Wilburn Kirby Ross (May 12, 1922 – May 9, 2017) was a United States Army soldier and a recipient of the United States military's highest decoration—the Medal of Honor—for his actions in World War II.

== Early life ==
Ross was born in Strunk, Kentucky. As a boy he would practice his marksmanship by placing a match in the crook of a tree and lighting it from a distance with a round from his .22 caliber rifle.

== Military career ==
He started working in coal mines at age 18, but he soon joined the United States Army. By October 30, 1944, he was serving as a private in Company G, 30th Infantry Regiment, 3rd Infantry Division. On that day, near Saint-Jacques, France, Ross manned a machine gun through repeated German assaults, holding off the enemy even after his supporting riflemen had run out of ammunition. During the incident, Ross noticed what he thought was the body of a deceased German soldier. This individual was in fact alive, and an American Lieutenant, who was watching Ross the entire time. This lieutenant later reported Ross' acts of valor and recommended him for the Medal of Honor which was issued six months later, on April 14, 1945.

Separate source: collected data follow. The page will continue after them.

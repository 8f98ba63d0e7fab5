//! Source map v3 parsing and lookup.
//!
//! Bytecode source maps put the whole segment on generated line 1 and use the
//! virtual offset as the generated column, so resolving a function is a
//! lookup of `(0, virtual_offset)` in zero-based terms.

pub mod vlq;

use serde::{Deserialize, Serialize};
use thiserror::Error;

#[derive(Debug, Error)]
pub enum SourceMapError {
    #[error("invalid source map JSON: {0}")]
    Json(#[from] serde_json::Error),

    #[error("unsupported source map version: {0}")]
    UnsupportedVersion(u32),

    #[error("malformed mapping segment {segment:?} on generated line {line}")]
    BadSegment { line: usize, segment: String },

    #[error("mapping on generated line {line} refers to missing source {index}")]
    MissingSource { line: usize, index: i64 },
}

#[derive(Debug, Deserialize)]
struct RawSourceMap {
    version: u32,
    #[serde(default)]
    sources: Vec<String>,
    #[serde(default)]
    names: Vec<String>,
    mappings: String,
    #[serde(default, rename = "sourceRoot")]
    source_root: Option<String>,
}

/// One decoded mapping segment. All positions are zero-based.
#[derive(Debug, Clone, Copy, PartialEq, Eq)]
pub struct Mapping {
    pub generated_column: u32,
    pub source: Option<OriginalPosition>,
}

#[derive(Debug, Clone, Copy, PartialEq, Eq)]
pub struct OriginalPosition {
    pub source_index: u32,
    pub line: u32,
    pub column: u32,
    pub name_index: Option<u32>,
}

/// A resolved original location; line and column are one-based.
#[derive(Debug, Clone, PartialEq, Eq, Serialize)]
pub struct SourceLocation {
    pub file: String,
    pub line: u32,
    pub column: u32,
    #[serde(skip_serializing_if = "Option::is_none")]
    pub name: Option<String>,
}

#[derive(Debug, Clone)]
pub struct SourceMap {
    sources: Vec<String>,
    names: Vec<String>,
    /// Segments per generated line, sorted by generated column.
    lines: Vec<Vec<Mapping>>,
}

impl SourceMap {
    /// Parse a source map file buffer.
    pub fn parse(bytes: &[u8]) -> Result<Self, SourceMapError> {
        let raw: RawSourceMap = serde_json::from_slice(bytes)?;
        if raw.version != 3 {
            return Err(SourceMapError::UnsupportedVersion(raw.version));
        }

        let sources = raw
            .sources
            .iter()
            .map(|s| match raw.source_root.as_deref() {
                Some(root) if !root.is_empty() => {
                    format!("{}/{}", root.trim_end_matches('/'), s)
                }
                _ => s.clone(),
            })
            .collect::<Vec<_>>();
        let lines = parse_mappings(&raw.mappings, sources.len())?;

        Ok(Self {
            sources,
            names: raw.names,
            lines,
        })
    }

    pub fn sources(&self) -> &[String] {
        &self.sources
    }

    pub fn segments(&self, generated_line: usize) -> &[Mapping] {
        self.lines
            .get(generated_line)
            .map(Vec::as_slice)
            .unwrap_or_default()
    }

    /// Original location of the last segment at or before `generated_column`
    /// on zero-based `generated_line`.
    pub fn lookup(&self, generated_line: usize, generated_column: u32) -> Option<SourceLocation> {
        let segments = self.segments(generated_line);
        let idx = segments.partition_point(|m| m.generated_column <= generated_column);
        let original = segments[..idx].iter().rev().find_map(|m| m.source)?;
        Some(SourceLocation {
            file: self.sources.get(original.source_index as usize)?.clone(),
            line: original.line + 1,
            column: original.column + 1,
            name: original
                .name_index
                .and_then(|n| self.names.get(n as usize))
                .cloned(),
        })
    }

    /// Resolve a bytecode virtual offset.
    pub fn lookup_virtual_offset(&self, virtual_offset: u32) -> Option<SourceLocation> {
        self.lookup(0, virtual_offset)
    }
}

fn parse_mappings(mappings: &str, source_count: usize) -> Result<Vec<Vec<Mapping>>, SourceMapError> {
    let mut lines = Vec::new();
    let mut source_index = 0i64;
    let mut source_line = 0i64;
    let mut source_column = 0i64;
    let mut name_index = 0i64;

    for (line_no, line) in mappings.split(';').enumerate() {
        let mut generated_column = 0i64;
        let mut segments = Vec::new();
        for segment in line.split(',').filter(|s| !s.is_empty()) {
            let bad = || SourceMapError::BadSegment {
                line: line_no,
                segment: segment.to_string(),
            };
            let fields = vlq::decode_segment(segment).ok_or_else(bad)?;
            if !matches!(fields.len(), 1 | 4 | 5) {
                return Err(bad());
            }
            generated_column += i64::from(fields[0]);
            let column = u32::try_from(generated_column).map_err(|_| bad())?;

            let source = if fields.len() >= 4 {
                source_index += i64::from(fields[1]);
                source_line += i64::from(fields[2]);
                source_column += i64::from(fields[3]);
                let name = if fields.len() == 5 {
                    name_index += i64::from(fields[4]);
                    Some(u32::try_from(name_index).map_err(|_| bad())?)
                } else {
                    None
                };
                if source_index < 0 || source_index as usize >= source_count {
                    return Err(SourceMapError::MissingSource {
                        line: line_no,
                        index: source_index,
                    });
                }
                Some(OriginalPosition {
                    source_index: source_index as u32,
                    line: u32::try_from(source_line).map_err(|_| bad())?,
                    column: u32::try_from(source_column).map_err(|_| bad())?,
                    name_index: name,
                })
            } else {
                None
            };

            segments.push(Mapping {
                generated_column: column,
                source,
            });
        }
        segments.sort_by_key(|m| m.generated_column);
        lines.push(segments);
    }
    Ok(lines)
}

#[cfg(test)]
mod tests {
    use super::*;

    const MAP: &str = r#"{
        "version": 3,
        "sources": ["main.ts", "util.ts"],
        "names": ["add"],
        "mappings": "AAAA,qBAEA,MCAAA;AAAA"
    }"#;

    #[test]
    fn parses_and_resolves_segments() {
        let map = SourceMap::parse(MAP.as_bytes()).unwrap();
        assert_eq!(map.sources(), ["main.ts", "util.ts"]);
        assert_eq!(map.segments(0).len(), 3);

        let at_zero = map.lookup_virtual_offset(0).unwrap();
        assert_eq!((at_zero.file.as_str(), at_zero.line, at_zero.column), ("main.ts", 1, 1));

        // Column 21 starts the second segment: two lines further down.
        let second = map.lookup_virtual_offset(25).unwrap();
        assert_eq!((second.file.as_str(), second.line), ("main.ts", 3));

        // Column 27 switches to util.ts and names `add`.
        let third = map.lookup_virtual_offset(40).unwrap();
        assert_eq!(third.file, "util.ts");
        assert_eq!(third.name.as_deref(), Some("add"));
    }

    #[test]
    fn applies_source_root() {
        let json = r#"{"version":3,"sourceRoot":"src/","sources":["a.ts"],"mappings":"AAAA"}"#;
        let map = SourceMap::parse(json.as_bytes()).unwrap();
        assert_eq!(map.lookup_virtual_offset(3).unwrap().file, "src/a.ts");
    }

    #[test]
    fn rejects_wrong_version_and_bad_json() {
        let json = r#"{"version":2,"sources":[],"mappings":""}"#;
        assert!(matches!(
            SourceMap::parse(json.as_bytes()),
            Err(SourceMapError::UnsupportedVersion(2))
        ));
        assert!(matches!(
            SourceMap::parse(b"not json"),
            Err(SourceMapError::Json(_))
        ));
    }

    #[test]
    fn rejects_dangling_source_index() {
        let json = r#"{"version":3,"sources":["a.ts"],"mappings":"ACAA"}"#;
        assert!(matches!(
            SourceMap::parse(json.as_bytes()),
            Err(SourceMapError::MissingSource { line: 0, index: 1 })
        ));
    }

    #[test]
    fn lookup_before_first_segment_is_none() {
        let json = r#"{"version":3,"sources":["a.ts"],"mappings":"KAAA"}"#;
        let map = SourceMap::parse(json.as_bytes()).unwrap();
        assert!(map.lookup_virtual_offset(4).is_none());
        assert!(map.lookup_virtual_offset(5).is_some());
    }
}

Following World War II, he re-enlisted after a short period working a government job. Deployed to fight in Korea he was injured after nine days in combat. Remaining in the Army until 1964, Ross retired as a master sergeant.

== Personal life ==
For a two-year period before 1950, Ross worked for the Kentucky Highway Authority. Ross married in 1960, and after retiring from the U.S. Army, lived in DuPont, Washington. He and his wife raised six children. After retiring from the Army he worked for a veterans hospital as well as a pickle factory in Washington. His wife, Monica, died in 2011.

==Death==
Ross died in Tacoma, on May 9, 2017, three days before his 95th birthday.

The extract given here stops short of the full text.